1. Your latest novel A Dog Like Daisy, which released last summer, follows the story of Daisy as she tries to prove her usefulness as a service dog before being sent back to the pound. What was it like writing from an animal’s perspective, and how is it different from storytelling with a human’s point of view? Could you describe to us your approach as you created Daisy’s narration?

I love research, because it often gives me many plot points (hello there, “truth is stranger than fiction” adage!), and it sometimes even provides the voice of character. That was certainly the case for Daisy. I read while researching that some experts believe dogs experience the world as a human with synesthesia might – in other words, their five senses blend into something beautifully unique. Someone with synesthesia might see colors when they hear music, or experience a certain taste when they have intense feelings; something in their brain combines multiple senses exceptionally. When I read that – boom! – there was Daisy’s voice, in all its bacon-loving, color-hearing glory.

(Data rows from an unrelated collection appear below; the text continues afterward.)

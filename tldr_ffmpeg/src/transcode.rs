use std::path::Path;

use tokio::process::Command;

/// Bitrate of the compressed copy sent for transcription. At 64 kbit/s an
/// hour of speech stays under the 25 MB upload limit.
pub const SPEECH_BITRATE: &str = "64k";

/// Builds a command re-encoding any audio file as a mono MP3 small enough
/// to upload for transcription.
pub fn build_speech_mp3_command(
    ffmpeg_path: &str,
    input_file: &Path,
    output_file: &Path,
) -> Command {
    let mut cmd = Command::new(ffmpeg_path);
    cmd.arg("-hide_banner")
        .arg("-y")
        .arg("-i")
        .arg(input_file)
        .arg("-vn")
        .arg("-ac")
        .arg("1")
        .arg("-ar")
        .arg("16000")
        .arg("-acodec")
        .arg("libmp3lame")
        .arg("-b:a")
        .arg(SPEECH_BITRATE)
        .arg("-f")
        .arg("mp3")
        .arg(output_file);
    cmd
}
use thiserror::Error;

use crate::types::RemoteTable;

/// Crate-wide error type.
///
/// Remote failures are downgraded at the coordinator/gateway boundary: a sync
/// turns them into a cache fallback and a mutation reports them without undoing
/// the local write. Only local failures and `NoUser` reach callers as `Err`.
#[derive(Debug, Error)]
pub enum InventoryError {
    #[error("remote store unavailable: {0}")]
    RemoteUnavailable(String),

    #[error("remote store rejected {table}: {message}")]
    RemoteRejected { table: String, message: String },

    #[error("cached snapshot {key} is corrupt: {message}")]
    CacheCorrupt { key: String, message: String },

    #[error("no user is signed in")]
    NoUser,

    #[error("{table} row {id} not found")]
    NotFound { table: String, id: i64 },

    #[error("invalid row: {0}")]
    InvalidRow(String),

    #[error("storage error: {0}")]
    Storage(String),

    #[error("JSON error: {0}")]
    Json(#[from] serde_json::Error),
}

impl InventoryError {
    /// True for failures that mean "could not reach the remote" as opposed to
    /// "the remote refused".
    pub fn is_unavailable(&self) -> bool {
        matches!(self, InventoryError::RemoteUnavailable(_))
    }

    pub(crate) fn from_remote(table: RemoteTable, err: RemoteError) -> Self {
        match err.kind {
            RemoteErrorKind::Unavailable => InventoryError::RemoteUnavailable(err.message),
            RemoteErrorKind::Rejected | RemoteErrorKind::Auth => InventoryError::RemoteRejected {
                table: table.to_string(),
                message: err.message,
            },
        }
    }
}

#[cfg(feature = "sqlite")]
impl From<rusqlite::Error> for InventoryError {
    fn from(e: rusqlite::Error) -> Self {
        InventoryError::Storage(e.to_string())
    }
}

pub type Result<T> = std::result::Result<T, InventoryError>;

// ============================================================================
// RemoteError: transport-level failures from the remote store / auth provider
// ============================================================================

/// Classification of remote failures.
#[derive(Debug, Clone, Copy, PartialEq, Eq)]
pub enum RemoteErrorKind {
    /// Network failure, timeout, service down.
    Unavailable,
    /// Validation or constraint error from the table store.
    Rejected,
    /// Session expired or credentials refused.
    Auth,
}

/// Error returned by `RemoteStore` and `AuthProvider` implementations.
#[derive(Debug, Clone)]
pub struct RemoteError {
    pub message: String,
    pub kind: RemoteErrorKind,
}

impl RemoteError {
    pub fn unavailable(message: impl Into<String>) -> Self {
        Self {
            message: message.into(),
            kind: RemoteErrorKind::Unavailable,
        }
    }

    pub fn rejected(message: impl Into<String>) -> Self {
        Self {
            message: message.into(),
            kind: RemoteErrorKind::Rejected,
        }
    }

    pub fn with_kind(message: impl Into<String>, kind: RemoteErrorKind) -> Self {
        Self {
            message: message.into(),
            kind,
        }
    }
}

impl std::fmt::Display for RemoteError {
    fn fmt(&self, f: &mut std::fmt::Formatter<'_>) -> std::fmt::Result {
        write!(f, "{}", self.message)
    }
}

impl std::error::Error for RemoteError {}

2. What inspired you to write a novel about service dogs? Would you like to tell us some of your experiences and adventures working with them?

Ideas are dust – they’re floating everywhere if you’re paying attention and look hard enough to find them. (From this statement it should be obvious that cleaning is WAY LOW on my priority list – ha!) The idea for Daisy came about when my dog was playing with a neighbor’s dog. She mentioned in passing that the man from whom she bought her Great Dane also trained dogs that assist veterans. I thought, “Hmmm. I wonder what that training looks like? I’ve read what service dogs can do, of course, but how do they learn it?” I’ve learned that when I say “hmmmm” to myself, it’s likely that others would say “hmmmm” to that same question. And that? That is a story idea.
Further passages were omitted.